Catherine Robinson, Right to Life UK spokeswoman, said in a statement, “Assisted suicide campaigners appear to have brought forward the motion with the expectation that they would have the numbers to win the vote and claim support from the Welsh Parliament for Kim Leadbeater’s assisted suicide Bill.”

“This would have given their campaign in Westminster a large boost but instead, the tactic has spectacularly backfired with the vote showing that the Welsh Assembly firmly rejects the imposition of an assisted suicide regime on Wales,” Robinson said.

Slippery Slope

Strong opposition was voiced during the debate ahead of the vote, with members of the Senedd (MS) warning that changing legislation to allow for assisted suicide for terminally ill adults would lead to further liberalisation of the law.

Delyth Jewell, Plaid Cymru MS for South Wales East, said she feared the safeguards being proposed in the Westminster bills will not be enough.

Jewell said: “Every precedent we see internationally shows that no safeguard is sacrosanct; the experiences of Canada, the Netherlands, Belgium, and some states in the U.S. show what can so easily, so inevitably, happen.

“Laws are first introduced for people who are terminally ill, as is being proposed in Westminster, and bit by bit, the safeguards have been eroded so that now people with depression, with anorexia, and many other non-terminal disorders can qualify—disorders from which people can recover, lives that will have been ended that might have got better.”

Darren Millar, Conservative MS for Clwyd West, said legalising assisted suicide would “send a clear message that some lives are not worth living.”

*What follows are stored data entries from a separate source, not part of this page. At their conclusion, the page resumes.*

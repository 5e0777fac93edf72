//! 星型树落盘与加载
//!
//! V2：段内所有星型树写进同一个 `star_tree_index`：
//! ```text
//! tree 0: [星型树二进制][维度 0 正排]…[维度 n 正排][pair 0 f64 列]…
//! tree 1: …
//! ```
//! 各区间记录在 `star_tree_index_map`。维度正排与段内同名列共用字典和位宽，
//! star 维度写成 dict_id 0。
//!
//! 旧格式（V1）：树单独存在 `star_tree.bin`，文档就是段本身的 `[0, total_docs)` 行，
//! 加载时把段列直接包装成维度列和 `SUM__metric` 列。

use std::collections::HashMap;
use std::path::Path;
use std::sync::Arc;
use tracing::info;
use crate::common::{OlapError, Result};
use crate::io::{bitset, fixed_byte, DataBuffer, FixedBitSingleValueReader, FixedByteDoubleReader, MappedOutput, ReadMode};
use crate::query::aggregation::AggregationFunctionType;
use crate::segment::{
    DataSource, ForwardIndex, SegmentMetadata, StarTreeMetadata,
    LEGACY_STAR_TREE_FILE, STAR_TREE_INDEX_FILE, STAR_TREE_INDEX_MAP_FILE,
};
use super::builder::BuiltStarTree;
use super::function_pair::AggregationFunctionColumnPair;
use super::index_map::{StarTreeIndexMap, StarTreeIndexType};
use super::node::{STAR, STAR_IN_FORWARD_INDEX};
use super::tree::{serialize_tree, PackedStarTree};

// ── 写入 ──────────────────────────────────────────────────────────────────────

pub struct StarTreeIndexEntry<'a> {
    pub metadata:       &'a StarTreeMetadata,
    pub built:          &'a BuiltStarTree,
    /// 与拆分顺序一一对应，取段内同名列的位宽
    pub dimension_bits: &'a [u32],
}

pub fn write_star_tree_index(dir: &Path, trees: &[StarTreeIndexEntry<'_>]) -> Result<()> {
    let mut data: Vec<u8> = Vec::new();
    let mut map = StarTreeIndexMap::default();
    let mut push = |data: &mut Vec<u8>, id: usize, ty: StarTreeIndexType, column: Option<&str>, bytes: Vec<u8>| {
        map.add(id, ty, column, data.len() as u64, bytes.len() as u64);
        data.extend_from_slice(&bytes);
    };

    for (id, t) in trees.iter().enumerate() {
        let records = &t.built.records;
        let dims    = &t.metadata.dimensions_split_order;
        let tree    = serialize_tree(&t.built.root, dims, t.built.num_nodes)?;
        push(&mut data, id, StarTreeIndexType::StarTree, None, tree);

        for (d, name) in dims.iter().enumerate() {
            let bits = t.dimension_bits[d];
            let mut packed = vec![0u8; bitset::packed_size(records.len(), bits)];
            for (doc, r) in records.iter().enumerate() {
                let v = r.dimensions[d];
                let v = if v == STAR { STAR_IN_FORWARD_INDEX } else { v };
                bitset::write_int(&mut packed, doc, bits, v as u32);
            }
            push(&mut data, id, StarTreeIndexType::ForwardIndex, Some(name), packed);
        }

        for (p, pair) in t.metadata.function_column_pairs.iter().enumerate() {
            let values: Vec<f64> = records.iter().map(|r| r.metrics[p]).collect();
            push(&mut data, id, StarTreeIndexType::ForwardIndex, Some(pair), fixed_byte::encode_doubles(&values));
        }
    }

    let mut out = MappedOutput::create(&dir.join(STAR_TREE_INDEX_FILE), data.len())?;
    out.as_mut_slice().copy_from_slice(&data);
    out.flush()?;
    map.write_to(&dir.join(STAR_TREE_INDEX_MAP_FILE))
}

// ── 加载 ──────────────────────────────────────────────────────────────────────

/// 查询期的一棵星型树
#[derive(Debug)]
pub struct StarTree {
    metadata:     StarTreeMetadata,
    tree:         PackedStarTree,
    pairs:        Vec<AggregationFunctionColumnPair>,
    data_sources: HashMap<String, Arc<DataSource>>,
}

impl StarTree {
    pub fn metadata(&self) -> &StarTreeMetadata { &self.metadata }
    pub fn tree(&self) -> &PackedStarTree { &self.tree }
    pub fn num_docs(&self) -> usize { self.metadata.num_docs }
    pub fn dimension_names(&self) -> &[String] { &self.metadata.dimensions_split_order }
    pub fn function_column_pairs(&self) -> &[AggregationFunctionColumnPair] { &self.pairs }

    pub fn has_pair(&self, pair: &AggregationFunctionColumnPair) -> bool {
        self.pairs.contains(pair)
    }

    /// 维度名或 pair 列名（`SUM__price`）
    pub fn data_source(&self, column: &str) -> Result<&Arc<DataSource>> {
        self.data_sources.get(column)
            .ok_or_else(|| OlapError::ColumnNotFound(format!("{column} (star-tree)")))
    }
}

#[derive(Debug, Default)]
pub struct StarTreeIndexContainer {
    star_trees: Vec<Arc<StarTree>>,
}

impl StarTreeIndexContainer {
    pub fn star_trees(&self) -> &[Arc<StarTree>] { &self.star_trees }

    pub fn load(
        dir:      &Path,
        metadata: &SegmentMetadata,
        columns:  &HashMap<String, Arc<DataSource>>,
        mode:     ReadMode,
    ) -> Result<Self> {
        if let Some(trees) = &metadata.star_trees {
            let buffer = DataBuffer::open(&dir.join(STAR_TREE_INDEX_FILE), mode)?;
            let map    = StarTreeIndexMap::load(&dir.join(STAR_TREE_INDEX_MAP_FILE))?;
            let star_trees = trees.iter().enumerate()
                .map(|(id, m)| load_v2(id, m, &buffer, &map, metadata, columns).map(Arc::new))
                .collect::<Result<Vec<_>>>()?;
            info!(segment = %metadata.segment_name, count = star_trees.len(), "loaded star-trees");
            return Ok(Self { star_trees });
        }
        if let Some(legacy) = &metadata.legacy_star_tree {
            let buffer = DataBuffer::open(&dir.join(LEGACY_STAR_TREE_FILE), mode)?;
            let tree   = PackedStarTree::load(buffer)?;
            check_dimensions(&tree, &legacy.dimensions_split_order)?;

            let mut data_sources = HashMap::new();
            for name in &legacy.dimensions_split_order {
                data_sources.insert(name.clone(), segment_column(columns, name)?);
            }
            let mut pairs = Vec::new();
            for metric in metadata.schema.metric_names() {
                let pair = AggregationFunctionColumnPair::new(AggregationFunctionType::Sum, metric);
                data_sources.insert(pair.to_column_name(), segment_column(columns, metric)?);
                pairs.push(pair);
            }
            let star_tree = StarTree {
                metadata: StarTreeMetadata {
                    num_docs: metadata.total_docs,
                    dimensions_split_order: legacy.dimensions_split_order.clone(),
                    function_column_pairs: pairs.iter().map(|p| p.to_column_name()).collect(),
                    max_leaf_records: legacy.max_leaf_records,
                    skip_star_node_creation_for_dimensions: Vec::new(),
                },
                tree,
                pairs,
                data_sources,
            };
            info!(segment = %metadata.segment_name, "converted legacy star-tree");
            return Ok(Self { star_trees: vec![Arc::new(star_tree)] });
        }
        Ok(Self::default())
    }
}

fn segment_column(columns: &HashMap<String, Arc<DataSource>>, name: &str) -> Result<Arc<DataSource>> {
    columns.get(name).cloned()
        .ok_or_else(|| OlapError::corruption(format!("star-tree column {name} missing from segment")))
}

fn check_dimensions(tree: &PackedStarTree, expected: &[String]) -> Result<()> {
    if tree.dimension_names() != expected {
        return Err(OlapError::corruption(format!(
            "star-tree dimensions {:?} disagree with metadata {expected:?}", tree.dimension_names(),
        )));
    }
    Ok(())
}

fn load_v2(
    id:       usize,
    meta:     &StarTreeMetadata,
    buffer:   &DataBuffer,
    map:      &StarTreeIndexMap,
    segment:  &SegmentMetadata,
    columns:  &HashMap<String, Arc<DataSource>>,
) -> Result<StarTree> {
    let (offset, size) = map.lookup(id, StarTreeIndexType::StarTree, None)?;
    let tree = PackedStarTree::load(buffer.view(offset, size)?)?;
    check_dimensions(&tree, &meta.dimensions_split_order)?;

    let mut data_sources = HashMap::new();
    for name in &meta.dimensions_split_order {
        let column = segment.column(name)
            .ok_or_else(|| OlapError::corruption(format!("star-tree dimension {name} missing from metadata")))?;
        let (offset, size) = map.lookup(id, StarTreeIndexType::ForwardIndex, Some(name))?;
        let reader = FixedBitSingleValueReader::new(buffer.view(offset, size)?, meta.num_docs, column.bits_per_element)?;
        let source = segment_column(columns, name)?.with_forward(ForwardIndex::SingleValue(reader));
        data_sources.insert(name.clone(), Arc::new(source));
    }

    let mut pairs = Vec::new();
    for name in &meta.function_column_pairs {
        let pair = AggregationFunctionColumnPair::from_column_name(name)
            .map_err(|e| OlapError::corruption(format!("star-tree metadata: {e}")))?;
        let (offset, size) = map.lookup(id, StarTreeIndexType::ForwardIndex, Some(name))?;
        let reader = FixedByteDoubleReader::new(buffer.view(offset, size)?, meta.num_docs)?;
        data_sources.insert(name.clone(), Arc::new(DataSource::raw_double(name, reader)));
        pairs.push(pair);
    }

    Ok(StarTree { metadata: meta.clone(), tree, pairs, data_sources })
}
impl SegmentCreator {
    pub fn new(config: SegmentGeneratorConfig, schema: Schema) -> Result<Self> {
        let transformer = CompositeTransformer::default_for(&schema)?;
        let creator = Self { config, schema, transformer };
        creator.validate()?;
        Ok(creator)
    }

    pub fn schema(&self) -> &Schema { &self.schema }

    /// 生成段目录并返回其路径；目录已存在时报错
    pub fn create(&self, reader: &mut dyn RecordReader) -> Result<PathBuf> {
        let dir = self.config.segment_dir();
        if dir.exists() {
            return Err(OlapError::Config(format!("segment directory {} already exists", dir.display())));
        }
        std::fs::create_dir_all(&dir)?;

        let first = self.first_pass(reader)?;
        let metadata = match (self.config.star_tree_format_version, self.config.star_tree_index_configs.first()) {
            (StarTreeFormatVersion::V1, Some(cfg)) => self.create_legacy(&dir, reader, cfg, first)?,
            _ => self.create_v2(&dir, reader, first)?,
        };

        metadata.write(&dir)?;
        let crc = compute_crc(&dir)?;
        write_creation_meta(&dir, crc, metadata.creation_time_ms)?;
        info!(
            segment = %metadata.segment_name,
            version = %metadata.version,
            docs = metadata.num_docs,
            total_docs = metadata.total_docs,
            star_trees = metadata.star_trees.as_ref().map_or(0, Vec::len),
            "created segment",
        );
        Ok(dir)
    }

    // ── 校验 ──────────────────────────────────────────────────────────────────

    fn validate(&self) -> Result<()> {
        for cfg in &self.config.star_tree_index_configs {
            cfg.validate()?;
            for dim in &cfg.dimensions_split_order {
                let field = self.field(dim)?;
                if field.field_type == FieldType::Metric || !field.single_value {
                    return Err(OlapError::Config(format!(
                        "star-tree dimension {dim} must be a single-value dimension column",
                    )));
                }
            }
            for name in &cfg.function_column_pairs {
                let pair = AggregationFunctionColumnPair::from_column_name(name)?;
                if pair.function != AggregationFunctionType::Count {
                    self.check_metric_column(&pair.column)?;
                }
            }
        }
        if self.config.star_tree_format_version == StarTreeFormatVersion::V1
            && !self.config.star_tree_index_configs.is_empty()
        {
            if self.config.star_tree_index_configs.len() != 1 {
                return Err(OlapError::Config("legacy star-tree format supports exactly one star-tree".into()));
            }
            let split = &self.config.star_tree_index_configs[0].dimensions_split_order;
            for name in self.schema.dimension_names() {
                if !split.iter().any(|d| d == name) {
                    return Err(OlapError::Config(format!(
                        "legacy star-tree split order must contain every dimension, missing {name}",
                    )));
                }
            }
            for name in self.schema.metric_names() {
                self.check_metric_column(name)?;
            }
        }
        Ok(())
    }

    fn field(&self, name: &str) -> Result<&FieldSpec> {
        self.schema.field_spec(name)
            .ok_or_else(|| OlapError::Config(format!("column {name} is not in schema {}", self.schema.schema_name)))
    }

    fn check_metric_column(&self, name: &str) -> Result<()> {
        let field = self.field(name)?;
        if !field.data_type.is_numeric() || !field.single_value {
            return Err(OlapError::Config(format!("column {name} must be a single-value numeric column")));
        }
        Ok(())
    }

    // ── 扫描 ──────────────────────────────────────────────────────────────────

    fn first_pass(&self, reader: &mut dyn RecordReader) -> Result<FirstPass> {
        let fields = &self.schema.field_specs;
        let time_column = self.schema.time_column().map(|f| f.name.as_str());
        let mut stats: Vec<ColumnStats> = fields.iter().map(|_| ColumnStats::default()).collect();
        let mut time_range: Option<(i64, i64)> = None;
        let mut num_docs = 0;

        let mut row = GenericRow::new();
        while reader.has_next() {
            self.next_row(reader, &mut row)?;
            for (field, s) in fields.iter().zip(stats.iter_mut()) {
                s.collect(row.get_value(&field.name).unwrap_or(&Value::Null));
            }
            if let Some(t) = time_column.and_then(|c| row.get_value(c)).and_then(Value::as_i64) {
                time_range = Some(match time_range {
                    Some((lo, hi)) => (lo.min(t), hi.max(t)),
                    None => (t, t),
                });
            }
            num_docs += 1;
        }
        debug!(segment = %self.config.segment_name, docs = num_docs, "first pass done");
        Ok(FirstPass { stats, num_docs, time_range })
    }

    fn next_row(&self, reader: &mut dyn RecordReader, row: &mut GenericRow) -> Result<()> {
        reader.next(row)?;
        self.transformer.transform(row)
    }

    fn base_metadata(&self, version: SegmentVersion, first: &FirstPass, columns: Vec<ColumnMetadata>) -> SegmentMetadata {
        SegmentMetadata {
            segment_name: self.config.segment_name.clone(),
            table_name: self.config.table_name.clone(),
            version,
            num_docs: first.num_docs,
            total_docs: first.num_docs,
            time_column: self.schema.time_column().map(|f| f.name.clone()),
            start_time: first.time_range.map(|(lo, _)| lo),
            end_time: first.time_range.map(|(_, hi)| hi),
            creation_time_ms: now_ms(),
            schema: self.schema.clone(),
            columns,
            star_trees: None,
            legacy_star_tree: None,
        }
    }

    // ── V2 ────────────────────────────────────────────────────────────────────

    fn create_v2(&self, dir: &Path, reader: &mut dyn RecordReader, first: FirstPass) -> Result<SegmentMetadata> {
        let fields = &self.schema.field_specs;
        let mut dictionaries = Vec::with_capacity(fields.len());
        let mut columns = Vec::with_capacity(fields.len());
        let mut writers = Vec::with_capacity(fields.len());
        for (field, stats) in fields.iter().zip(&first.stats) {
            let dict = stats.build_dictionary(field)?;
            dict.write_to(&dir.join(dictionary_file(&field.name)))?;
            let column = column_metadata(field, &dict, stats.total_entries, stats.max_multi_values);
            let path = dir.join(forward_index_file(&field.name, field.single_value));
            writers.push(if field.single_value {
                ColumnWriter::Single(FixedBitSingleValueWriter::create(&path, first.num_docs, column.bits_per_element)?)
            } else {
                ColumnWriter::Multi(FixedBitMultiValueWriter::create(
                    &path, first.num_docs, stats.total_entries, stats.max_multi_values, column.bits_per_element,
                )?)
            });
            dictionaries.push(dict);
            columns.push(column);
        }

        reader.rewind()?;
        let mut row = GenericRow::new();
        let mut ids: Vec<DictId> = Vec::new();
        let mut doc: usize = 0;
        while reader.has_next() {
            self.next_row(reader, &mut row)?;
            if doc >= first.num_docs {
                return Err(OlapError::Internal("record reader yielded more rows after rewind".into()));
            }
            for ((field, dict), writer) in fields.iter().zip(&dictionaries).zip(writers.iter_mut()) {
                let value = row.get_value(&field.name).unwrap_or(&Value::Null);
                match writer {
                    ColumnWriter::Single(w) => w.set_int(doc as DocId, lookup(dict, &field.name, value)?),
                    ColumnWriter::Multi(w) => {
                        ids.clear();
                        for v in values_of(value) {
                            ids.push(lookup(dict, &field.name, v)?);
                        }
                        w.set_int_array(doc as DocId, &ids)?;
                    }
                }
            }
            doc += 1;
        }
        if doc != first.num_docs {
            return Err(OlapError::Internal(format!(
                "record reader yielded {doc} rows after rewind, {} before", first.num_docs,
            )));
        }
        for w in writers {
            w.close()?;
        }

        let mut metadata = self.base_metadata(SegmentVersion::V2, &first, columns);
        if !self.config.star_tree_index_configs.is_empty() {
            let sources = load_columns(dir, &metadata, ReadMode::Heap)?;
            let trees = self.config.star_tree_index_configs.iter()
                .map(|cfg| build_star_tree(cfg, &metadata, &sources))
                .collect::<Result<Vec<_>>>()?;
            let entries: Vec<StarTreeIndexEntry<'_>> = trees.iter()
                .map(|(m, built, bits)| StarTreeIndexEntry { metadata: m, built, dimension_bits: bits })
                .collect();
            write_star_tree_index(dir, &entries)?;
            metadata.star_trees = Some(trees.into_iter().map(|(m, ..)| m).collect());
        }
        Ok(metadata)
    }

    // ── V1 ────────────────────────────────────────────────────────────────────

    fn create_legacy(
        &self,
        dir:    &Path,
        reader: &mut dyn RecordReader,
        cfg:    &StarTreeIndexConfig,
        first:  FirstPass,
    ) -> Result<SegmentMetadata> {
        let split = &cfg.dimensions_split_order;
        let metric_names = self.schema.metric_names();
        let dim_dicts = split.iter()
            .map(|d| {
                let i = self.field_index(d)?;
                first.stats[i].build_dictionary(&self.schema.field_specs[i])
            })
            .collect::<Result<Vec<_>>>()?;

        reader.rewind()?;
        let mut row = GenericRow::new();
        let mut records = Vec::with_capacity(first.num_docs);
        while reader.has_next() {
            self.next_row(reader, &mut row)?;
            let dimensions = split.iter().zip(&dim_dicts)
                .map(|(d, dict)| lookup(dict, d, row.get_value(d).unwrap_or(&Value::Null)))
                .collect::<Result<Vec<_>>>()?;
            let metrics = metric_names.iter()
                .map(|m| {
                    let v = row.get_value(m).unwrap_or(&Value::Null);
                    v.as_f64().ok_or_else(|| OlapError::TypeConversion(format!("metric {m} value {v} is not numeric")))
                })
                .collect::<Result<Vec<_>>>()?;
            records.push(StarTreeRecord { dimensions, metrics });
        }

        let pairs: Vec<_> = metric_names.iter()
            .map(|m| AggregationFunctionColumnPair::new(AggregationFunctionType::Sum, m))
            .collect();
        let built = StarTreeBuilder::new(split.len(), pairs, cfg.max_leaf_records, &skip_star_indexes(cfg))
            .build(records);
        let total_docs = built.records.len();

        let mut columns = Vec::with_capacity(self.schema.field_specs.len());
        for field in &self.schema.field_specs {
            let path = dir.join(forward_index_file(&field.name, true));
            if let Some(d) = split.iter().position(|s| *s == field.name) {
                let dict = &dim_dicts[d];
                let column = column_metadata(field, dict, total_docs, 1);
                let mut w = FixedBitSingleValueWriter::create(&path, total_docs, column.bits_per_element)?;
                for (doc, r) in built.records.iter().enumerate() {
                    let id = r.dimensions[d];
                    w.set_int(doc as DocId, if id == STAR { STAR_IN_FORWARD_INDEX } else { id });
                }
                w.close()?;
                dict.write_to(&dir.join(dictionary_file(&field.name)))?;
                columns.push(column);
            } else {
                // 聚合后的指标值重新建字典
                let m = metric_names.iter().position(|n| *n == field.name)
                    .ok_or_else(|| OlapError::Internal(format!("column {} is neither dimension nor metric", field.name)))?;
                let values = built.records.iter()
                    .map(|r| Value::Double(r.metrics[m]).coerce_scalar(field.data_type))
                    .collect::<Result<Vec<_>>>()?;
                let dict = Dictionary::build(field.data_type, &values)?;
                let column = column_metadata(field, &dict, total_docs, 1);
                let mut w = FixedBitSingleValueWriter::create(&path, total_docs, column.bits_per_element)?;
                for (doc, v) in values.iter().enumerate() {
                    w.set_int(doc as DocId, lookup(&dict, &field.name, v)?);
                }
                w.close()?;
                dict.write_to(&dir.join(dictionary_file(&field.name)))?;
                columns.push(column);
            }
        }
        write_tree_file(&dir.join(LEGACY_STAR_TREE_FILE), &built.root, split, built.num_nodes)?;

        let mut metadata = self.base_metadata(SegmentVersion::V1, &first, columns);
        metadata.num_docs = built.num_raw_records;
        metadata.total_docs = total_docs;
        metadata.legacy_star_tree = Some(LegacyStarTreeMetadata {
            dimensions_split_order: split.clone(),
            max_leaf_records: cfg.max_leaf_records,
        });
        Ok(metadata)
    }

    fn field_index(&self, name: &str) -> Result<usize> {
        self.schema.field_specs.iter().position(|f| f.name == name)
            .ok_or_else(|| OlapError::Config(format!("column {name} is not in schema")))
    }
}
//! Selection 算子：按列取行，多值列以数组返回

use std::cmp::Ordering;
use std::sync::Arc;
use crate::common::{OlapError, Result};
use crate::field_type::Value;
use crate::query::request::OrderBy;
use crate::query::results::{ExecutionStatistics, IntermediateResultsBlock, ResultsBlockData};
use crate::segment::DataSource;
use super::projection::ProjectionOperator;

/// 排序键：(列下标, 升序)
pub(crate) type SortKeys = Vec<(usize, bool)>;

pub(crate) fn sort_keys(columns: &[String], order_by: &[OrderBy]) -> Result<SortKeys> {
    order_by.iter()
        .map(|o| {
            columns.iter().position(|c| *c == o.expression)
                .map(|i| (i, o.ascending))
                .ok_or_else(|| OlapError::bad_query(format!("order-by column {} is not selected", o.expression)))
        })
        .collect()
}

pub(crate) fn compare_rows(a: &[Value], b: &[Value], keys: &[(usize, bool)]) -> Ordering {
    for &(i, ascending) in keys {
        let ord = a[i].compare(&b[i]);
        if ord != Ordering::Equal {
            return if ascending { ord } else { ord.reverse() };
        }
    }
    Ordering::Equal
}

pub struct SelectionOperator {
    projection: ProjectionOperator,
    columns:    Vec<String>,
    order_by:   Vec<OrderBy>,
    /// offset + size：单段最多需要的行数
    limit:      usize,
    total_docs: u64,
}

impl SelectionOperator {
    pub fn new(
        projection: ProjectionOperator,
        columns:    Vec<String>,
        order_by:   Vec<OrderBy>,
        limit:      usize,
        total_docs: u64,
    ) -> Self {
        Self { projection, columns, order_by, limit, total_docs }
    }

    pub fn execute(mut self) -> Result<IntermediateResultsBlock> {
        let keys = sort_keys(&self.columns, &self.order_by)?;
        let sources: Vec<Arc<DataSource>> = self.columns.iter()
            .map(|c| self.projection.data_source(c).cloned())
            .collect::<Result<_>>()?;
        let mut contexts: Vec<_> = sources.iter().map(|s| s.create_mv_context()).collect();

        let mut rows: Vec<Vec<Value>> = Vec::new();
        'scan: while self.limit > 0 {
            let Some(block) = self.projection.next_block()? else { break };
            for doc in block {
                let row = sources.iter().zip(contexts.iter_mut())
                    .map(|(s, ctx)| s.value(doc, ctx.as_mut()))
                    .collect();
                rows.push(row);
                if keys.is_empty() {
                    if rows.len() >= self.limit {
                        break 'scan;
                    }
                } else if rows.len() >= self.limit * 2 {
                    // 边扫边裁剪，内存只保留两倍 limit
                    rows.sort_by(|a, b| compare_rows(a, b, &keys));
                    rows.truncate(self.limit);
                }
            }
        }
        if !keys.is_empty() {
            rows.sort_by(|a, b| compare_rows(a, b, &keys));
        }
        rows.truncate(self.limit);

        Ok(IntermediateResultsBlock {
            data: ResultsBlockData::Selection { columns: self.columns, rows },
            stats: ExecutionStatistics::for_segment(self.projection.num_docs_scanned(), self.total_docs),
            num_groups_limit_reached: false,
        })
    }
}

#[cfg(test)]
mod tests {
    use super::*;

    #[test]
    fn test_compare_rows_multi_key() {
        let rows = vec![
            vec![Value::from("b"), Value::Int(1)],
            vec![Value::from("a"), Value::Int(2)],
            vec![Value::from("a"), Value::Int(5)],
        ];
        let columns = vec!["name".to_string(), "n".to_string()];
        let keys = sort_keys(&columns, &[OrderBy::asc("name"), OrderBy::desc("n")]).unwrap();
        let mut sorted = rows.clone();
        sorted.sort_by(|a, b| compare_rows(a, b, &keys));
        assert_eq!(sorted[0][1], Value::Int(5));
        assert_eq!(sorted[1][1], Value::Int(2));
        assert_eq!(sorted[2][0], Value::from("b"));
        assert!(sort_keys(&columns, &[OrderBy::asc("missing")]).is_err());
    }
}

“I don’t think that that’s a message that any civilised society, frankly, should be promoting to any of its citizens, especially when there are many people across Wales right now who are enjoying a fulfilling life in spite of their terminal illness, or in spite of a debilitating condition,” Millar said.

‘Threat to Vulnerable People’

Leadbeater introduced her Private Members’ Bill to the House of Commons on Oct. 16 and it is expected to be debated on Nov. 29. Lord Charles Falconer brought forward a similar Private Members’ Bill in the Lords last month, and it is also expected to be debated in the Upper House in November.
While only a minority of Private Members’ Bills—which are bills introduced by parliamentarians who are not government ministers—become law, assisted suicide has come to public prominence since Childline founder Dame Esther Rantzen began campaigning for legislation to be changed after revealing she has stage four lung cancer. And while the government has said it will remain neutral on the matter, Prime Minister Sir Keir Starmer has expressed his personal support for a change in the law.

Archbishop of Canterbury Justin Welby warned such laws may be abused, particularly against elderly people. He added that “the right to end your life could all too easily—and accidentally—turn into a duty to do so.”

Disability rights activist Liz Carr has recently told MPs not to be seduced by emotive language which could sway them to back a change in the law, saying that there would be no safe way to introduce assisted suicide while guaranteeing the protection of older and disabled people.

Right to Life UK has said that assisted suicide represents a “threat to vulnerable people,” particularly with the NHS being overstretched.

Robinson said: “With an NHS described by the sitting Health Secretary as ‘broken’, and the 100,000 people who need palliative care each year dying without receiving it, this assisted suicide legislation is a disaster in waiting.

“The UK must prioritise properly funded, high-quality palliative care for those at the end of their life, not assisted suicide.”